_TASK TO COMPLETE_:
From the entries below, reproduce exactly the line containing "fn contains(&self, entity_type: EntityTypeId, id: Id)", the line containing "self.bump(|c| c.remove_link += 1);", and every line in between, with nothing added.

_LISTED ENTRIES_:
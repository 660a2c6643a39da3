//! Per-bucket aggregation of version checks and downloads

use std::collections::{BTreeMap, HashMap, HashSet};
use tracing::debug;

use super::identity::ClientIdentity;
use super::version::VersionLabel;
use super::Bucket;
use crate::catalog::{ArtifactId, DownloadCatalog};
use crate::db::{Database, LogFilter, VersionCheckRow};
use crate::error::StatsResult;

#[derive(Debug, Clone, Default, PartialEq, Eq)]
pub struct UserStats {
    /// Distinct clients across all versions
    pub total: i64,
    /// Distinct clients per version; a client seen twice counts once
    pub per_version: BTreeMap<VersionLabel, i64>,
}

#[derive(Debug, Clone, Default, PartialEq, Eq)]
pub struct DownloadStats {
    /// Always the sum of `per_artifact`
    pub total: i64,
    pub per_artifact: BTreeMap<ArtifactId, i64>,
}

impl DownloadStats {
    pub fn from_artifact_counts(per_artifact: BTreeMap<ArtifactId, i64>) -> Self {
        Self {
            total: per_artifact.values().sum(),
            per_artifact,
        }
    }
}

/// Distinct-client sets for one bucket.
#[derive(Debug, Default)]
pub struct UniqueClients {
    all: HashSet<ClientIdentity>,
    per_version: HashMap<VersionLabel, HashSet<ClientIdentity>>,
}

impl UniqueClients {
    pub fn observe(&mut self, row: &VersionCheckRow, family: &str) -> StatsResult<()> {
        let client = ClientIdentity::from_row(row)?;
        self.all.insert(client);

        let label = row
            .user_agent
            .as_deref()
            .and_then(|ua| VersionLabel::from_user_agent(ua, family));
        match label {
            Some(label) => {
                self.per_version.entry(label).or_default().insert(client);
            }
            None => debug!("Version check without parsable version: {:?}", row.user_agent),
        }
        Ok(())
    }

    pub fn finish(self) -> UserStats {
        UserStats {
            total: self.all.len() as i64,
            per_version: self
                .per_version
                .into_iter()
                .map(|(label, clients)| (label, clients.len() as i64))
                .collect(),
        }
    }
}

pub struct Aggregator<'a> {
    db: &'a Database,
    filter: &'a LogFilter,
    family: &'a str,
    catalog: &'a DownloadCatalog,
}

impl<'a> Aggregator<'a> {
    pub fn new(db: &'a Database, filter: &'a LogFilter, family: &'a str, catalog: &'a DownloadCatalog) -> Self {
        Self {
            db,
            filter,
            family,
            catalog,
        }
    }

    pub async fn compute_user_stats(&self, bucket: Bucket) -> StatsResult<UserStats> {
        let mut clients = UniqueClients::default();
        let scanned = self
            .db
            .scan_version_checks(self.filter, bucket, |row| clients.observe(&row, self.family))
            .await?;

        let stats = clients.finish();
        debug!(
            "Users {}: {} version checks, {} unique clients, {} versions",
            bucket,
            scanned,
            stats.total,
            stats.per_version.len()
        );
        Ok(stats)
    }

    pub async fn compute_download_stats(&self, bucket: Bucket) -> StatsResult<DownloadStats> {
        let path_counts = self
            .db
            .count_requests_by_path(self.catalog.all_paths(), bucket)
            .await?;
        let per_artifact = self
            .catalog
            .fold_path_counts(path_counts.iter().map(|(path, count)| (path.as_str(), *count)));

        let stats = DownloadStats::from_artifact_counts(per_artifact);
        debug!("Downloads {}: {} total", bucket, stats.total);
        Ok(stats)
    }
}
* * *
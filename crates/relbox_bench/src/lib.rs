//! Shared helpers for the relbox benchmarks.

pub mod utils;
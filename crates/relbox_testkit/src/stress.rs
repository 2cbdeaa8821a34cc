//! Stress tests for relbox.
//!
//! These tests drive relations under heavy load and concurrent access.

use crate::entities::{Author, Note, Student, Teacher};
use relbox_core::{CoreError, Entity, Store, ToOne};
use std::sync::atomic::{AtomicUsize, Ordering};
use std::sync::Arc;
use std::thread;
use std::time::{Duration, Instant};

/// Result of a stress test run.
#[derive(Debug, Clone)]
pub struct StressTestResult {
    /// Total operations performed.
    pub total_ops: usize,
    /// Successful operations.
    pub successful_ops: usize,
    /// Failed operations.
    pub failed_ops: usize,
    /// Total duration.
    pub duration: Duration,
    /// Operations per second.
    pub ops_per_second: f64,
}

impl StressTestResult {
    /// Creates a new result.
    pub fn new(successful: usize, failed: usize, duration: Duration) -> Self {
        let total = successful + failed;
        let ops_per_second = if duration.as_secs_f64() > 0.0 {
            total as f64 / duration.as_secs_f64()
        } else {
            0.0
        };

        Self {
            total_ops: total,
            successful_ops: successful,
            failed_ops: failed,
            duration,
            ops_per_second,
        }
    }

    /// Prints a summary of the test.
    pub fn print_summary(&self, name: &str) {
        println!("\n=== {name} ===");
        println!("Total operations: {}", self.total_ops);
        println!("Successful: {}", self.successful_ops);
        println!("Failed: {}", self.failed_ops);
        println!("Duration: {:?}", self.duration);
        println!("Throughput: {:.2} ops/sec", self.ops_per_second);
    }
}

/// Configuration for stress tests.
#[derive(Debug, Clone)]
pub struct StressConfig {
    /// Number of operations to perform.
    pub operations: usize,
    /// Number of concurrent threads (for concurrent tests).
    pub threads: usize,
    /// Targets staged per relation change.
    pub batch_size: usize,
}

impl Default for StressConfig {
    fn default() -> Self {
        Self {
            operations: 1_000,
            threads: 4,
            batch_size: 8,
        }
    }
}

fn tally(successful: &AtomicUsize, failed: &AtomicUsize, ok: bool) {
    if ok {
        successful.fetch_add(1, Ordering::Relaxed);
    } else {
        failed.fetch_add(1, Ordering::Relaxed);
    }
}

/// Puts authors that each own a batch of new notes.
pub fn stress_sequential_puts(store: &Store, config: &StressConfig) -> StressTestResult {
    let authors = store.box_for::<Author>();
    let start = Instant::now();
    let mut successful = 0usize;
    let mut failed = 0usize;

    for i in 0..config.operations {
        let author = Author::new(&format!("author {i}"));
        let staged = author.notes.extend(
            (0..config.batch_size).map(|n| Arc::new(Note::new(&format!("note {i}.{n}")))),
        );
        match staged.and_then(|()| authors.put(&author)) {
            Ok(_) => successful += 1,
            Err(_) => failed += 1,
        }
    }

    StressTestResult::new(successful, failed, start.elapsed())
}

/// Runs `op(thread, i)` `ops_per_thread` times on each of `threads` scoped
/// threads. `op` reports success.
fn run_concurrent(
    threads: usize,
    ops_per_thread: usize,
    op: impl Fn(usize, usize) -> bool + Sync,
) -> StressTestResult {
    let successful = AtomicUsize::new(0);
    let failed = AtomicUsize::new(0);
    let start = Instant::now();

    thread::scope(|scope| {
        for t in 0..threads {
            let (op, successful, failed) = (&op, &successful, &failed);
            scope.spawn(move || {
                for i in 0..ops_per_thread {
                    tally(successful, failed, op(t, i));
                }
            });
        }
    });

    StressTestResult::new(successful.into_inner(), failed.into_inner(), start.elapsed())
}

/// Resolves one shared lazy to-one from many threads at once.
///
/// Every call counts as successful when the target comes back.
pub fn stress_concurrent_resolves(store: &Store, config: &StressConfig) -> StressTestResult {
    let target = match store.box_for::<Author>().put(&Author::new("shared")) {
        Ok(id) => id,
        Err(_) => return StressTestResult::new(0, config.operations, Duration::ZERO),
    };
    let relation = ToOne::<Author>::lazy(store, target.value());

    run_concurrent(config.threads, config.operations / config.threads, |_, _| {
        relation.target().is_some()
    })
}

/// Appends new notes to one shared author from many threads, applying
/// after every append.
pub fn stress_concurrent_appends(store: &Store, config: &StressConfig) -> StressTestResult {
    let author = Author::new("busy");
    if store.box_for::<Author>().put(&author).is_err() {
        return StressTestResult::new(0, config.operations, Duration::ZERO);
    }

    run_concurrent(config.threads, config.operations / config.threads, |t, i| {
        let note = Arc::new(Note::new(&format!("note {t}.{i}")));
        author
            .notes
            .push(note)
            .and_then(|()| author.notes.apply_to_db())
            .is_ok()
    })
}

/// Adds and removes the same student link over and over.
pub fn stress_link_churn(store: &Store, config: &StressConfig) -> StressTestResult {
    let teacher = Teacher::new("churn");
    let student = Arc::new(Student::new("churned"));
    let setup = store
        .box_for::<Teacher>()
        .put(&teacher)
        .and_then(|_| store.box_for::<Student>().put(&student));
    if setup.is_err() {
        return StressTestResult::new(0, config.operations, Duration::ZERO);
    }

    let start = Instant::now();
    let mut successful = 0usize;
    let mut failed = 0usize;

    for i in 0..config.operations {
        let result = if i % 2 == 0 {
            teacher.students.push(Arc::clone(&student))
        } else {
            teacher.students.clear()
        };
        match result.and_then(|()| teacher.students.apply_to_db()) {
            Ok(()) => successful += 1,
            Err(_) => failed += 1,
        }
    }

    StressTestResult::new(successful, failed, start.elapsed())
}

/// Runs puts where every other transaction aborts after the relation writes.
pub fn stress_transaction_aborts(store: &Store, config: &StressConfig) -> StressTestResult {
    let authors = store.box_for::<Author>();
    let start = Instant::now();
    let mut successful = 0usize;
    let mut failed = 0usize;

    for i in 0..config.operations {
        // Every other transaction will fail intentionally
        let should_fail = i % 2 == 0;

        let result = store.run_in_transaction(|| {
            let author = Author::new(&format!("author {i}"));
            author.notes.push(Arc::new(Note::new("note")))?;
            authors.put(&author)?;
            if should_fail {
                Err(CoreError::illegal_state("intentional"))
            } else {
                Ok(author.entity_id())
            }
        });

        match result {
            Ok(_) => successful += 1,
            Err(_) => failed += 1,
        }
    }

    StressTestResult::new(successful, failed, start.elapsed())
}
...
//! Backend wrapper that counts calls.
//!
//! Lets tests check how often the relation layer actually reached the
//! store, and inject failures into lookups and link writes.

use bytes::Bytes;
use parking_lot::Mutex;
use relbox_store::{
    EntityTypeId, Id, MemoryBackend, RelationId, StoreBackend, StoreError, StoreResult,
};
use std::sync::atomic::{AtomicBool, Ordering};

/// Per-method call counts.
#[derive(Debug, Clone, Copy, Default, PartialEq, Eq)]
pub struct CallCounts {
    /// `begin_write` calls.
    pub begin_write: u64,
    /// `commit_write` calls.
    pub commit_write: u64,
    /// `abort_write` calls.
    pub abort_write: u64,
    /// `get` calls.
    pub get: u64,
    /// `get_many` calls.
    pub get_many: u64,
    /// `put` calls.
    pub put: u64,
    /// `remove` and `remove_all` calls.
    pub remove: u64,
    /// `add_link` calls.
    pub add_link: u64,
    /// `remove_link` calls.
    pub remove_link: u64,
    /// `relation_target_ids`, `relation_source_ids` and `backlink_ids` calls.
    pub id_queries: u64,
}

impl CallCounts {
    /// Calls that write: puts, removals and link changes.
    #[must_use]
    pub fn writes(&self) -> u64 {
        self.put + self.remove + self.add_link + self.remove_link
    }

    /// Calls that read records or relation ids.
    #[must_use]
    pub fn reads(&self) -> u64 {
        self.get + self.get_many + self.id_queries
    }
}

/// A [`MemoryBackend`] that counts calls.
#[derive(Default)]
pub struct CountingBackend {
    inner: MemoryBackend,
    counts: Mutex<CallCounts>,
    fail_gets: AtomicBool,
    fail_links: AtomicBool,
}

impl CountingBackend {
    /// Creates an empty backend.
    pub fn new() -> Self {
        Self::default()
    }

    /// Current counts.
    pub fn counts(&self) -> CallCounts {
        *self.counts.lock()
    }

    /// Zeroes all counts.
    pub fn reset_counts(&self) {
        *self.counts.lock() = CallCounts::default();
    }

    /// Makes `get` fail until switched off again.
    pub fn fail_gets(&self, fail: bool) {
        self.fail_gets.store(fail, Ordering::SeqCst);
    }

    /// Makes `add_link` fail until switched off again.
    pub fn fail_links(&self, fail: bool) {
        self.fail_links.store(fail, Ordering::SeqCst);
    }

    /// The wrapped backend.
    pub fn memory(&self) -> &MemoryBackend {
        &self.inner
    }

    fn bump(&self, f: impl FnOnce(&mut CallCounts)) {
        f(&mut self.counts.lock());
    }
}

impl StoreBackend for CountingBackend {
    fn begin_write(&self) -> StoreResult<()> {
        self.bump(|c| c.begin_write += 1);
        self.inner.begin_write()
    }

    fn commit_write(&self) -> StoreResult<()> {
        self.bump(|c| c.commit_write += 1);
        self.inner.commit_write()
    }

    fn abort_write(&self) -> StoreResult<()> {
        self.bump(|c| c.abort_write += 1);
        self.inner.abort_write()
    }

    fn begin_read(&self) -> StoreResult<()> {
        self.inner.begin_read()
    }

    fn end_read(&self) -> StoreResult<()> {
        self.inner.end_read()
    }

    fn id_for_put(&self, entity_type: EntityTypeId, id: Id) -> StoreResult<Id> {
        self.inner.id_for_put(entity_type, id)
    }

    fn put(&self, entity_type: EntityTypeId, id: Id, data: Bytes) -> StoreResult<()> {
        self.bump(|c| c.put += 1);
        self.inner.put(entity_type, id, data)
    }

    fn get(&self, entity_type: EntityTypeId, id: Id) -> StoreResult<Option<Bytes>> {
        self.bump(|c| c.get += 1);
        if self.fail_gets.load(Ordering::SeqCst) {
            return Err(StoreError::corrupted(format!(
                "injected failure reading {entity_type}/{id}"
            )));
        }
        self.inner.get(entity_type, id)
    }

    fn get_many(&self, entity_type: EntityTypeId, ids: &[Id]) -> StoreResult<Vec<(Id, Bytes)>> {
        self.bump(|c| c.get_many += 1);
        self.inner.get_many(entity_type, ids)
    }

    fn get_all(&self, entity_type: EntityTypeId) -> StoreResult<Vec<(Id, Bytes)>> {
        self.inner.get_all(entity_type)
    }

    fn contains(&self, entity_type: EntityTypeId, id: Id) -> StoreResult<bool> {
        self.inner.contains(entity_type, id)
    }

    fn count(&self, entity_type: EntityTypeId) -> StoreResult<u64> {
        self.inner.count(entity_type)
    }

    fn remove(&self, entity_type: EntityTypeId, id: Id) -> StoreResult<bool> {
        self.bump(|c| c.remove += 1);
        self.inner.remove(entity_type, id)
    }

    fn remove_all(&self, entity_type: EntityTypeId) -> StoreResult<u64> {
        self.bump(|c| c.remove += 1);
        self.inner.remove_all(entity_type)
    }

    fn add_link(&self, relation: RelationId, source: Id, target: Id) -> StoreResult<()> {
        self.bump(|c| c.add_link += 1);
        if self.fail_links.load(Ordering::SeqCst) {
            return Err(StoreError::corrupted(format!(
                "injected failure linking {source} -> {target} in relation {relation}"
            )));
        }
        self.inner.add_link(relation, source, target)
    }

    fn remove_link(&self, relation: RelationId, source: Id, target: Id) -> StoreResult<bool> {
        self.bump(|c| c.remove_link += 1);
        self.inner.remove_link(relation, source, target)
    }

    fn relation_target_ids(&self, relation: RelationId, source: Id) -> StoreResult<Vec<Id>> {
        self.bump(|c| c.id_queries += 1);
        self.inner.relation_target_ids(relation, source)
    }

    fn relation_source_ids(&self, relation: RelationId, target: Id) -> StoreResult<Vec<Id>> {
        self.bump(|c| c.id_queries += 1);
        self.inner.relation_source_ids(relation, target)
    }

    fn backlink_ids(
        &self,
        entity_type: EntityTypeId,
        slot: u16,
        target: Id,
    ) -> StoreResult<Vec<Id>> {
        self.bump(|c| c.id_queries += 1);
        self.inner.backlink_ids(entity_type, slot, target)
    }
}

_RESPONSE FOR THIS EXERCISE_:
    fn contains(&self, entity_type: EntityTypeId, id: Id) -> StoreResult<bool> {
        self.inner.contains(entity_type, id)
    }

    fn count(&self, entity_type: EntityTypeId) -> StoreResult<u64> {
        self.inner.count(entity_type)
    }

    fn remove(&self, entity_type: EntityTypeId, id: Id) -> StoreResult<bool> {
        self.bump(|c| c.remove += 1);
        self.inner.remove(entity_type, id)
    }

    fn remove_all(&self, entity_type: EntityTypeId) -> StoreResult<u64> {
        self.bump(|c| c.remove += 1);
        self.inner.remove_all(entity_type)
    }

    fn add_link(&self, relation: RelationId, source: Id, target: Id) -> StoreResult<()> {
        self.bump(|c| c.add_link += 1);
        if self.fail_links.load(Ordering::SeqCst) {
            return Err(StoreError::corrupted(format!(
                "injected failure linking {source} -> {target} in relation {relation}"
            )));
        }
        self.inner.add_link(relation, source, target)
    }

    fn remove_link(&self, relation: RelationId, source: Id, target: Id) -> StoreResult<bool> {
        self.bump(|c| c.remove_link += 1);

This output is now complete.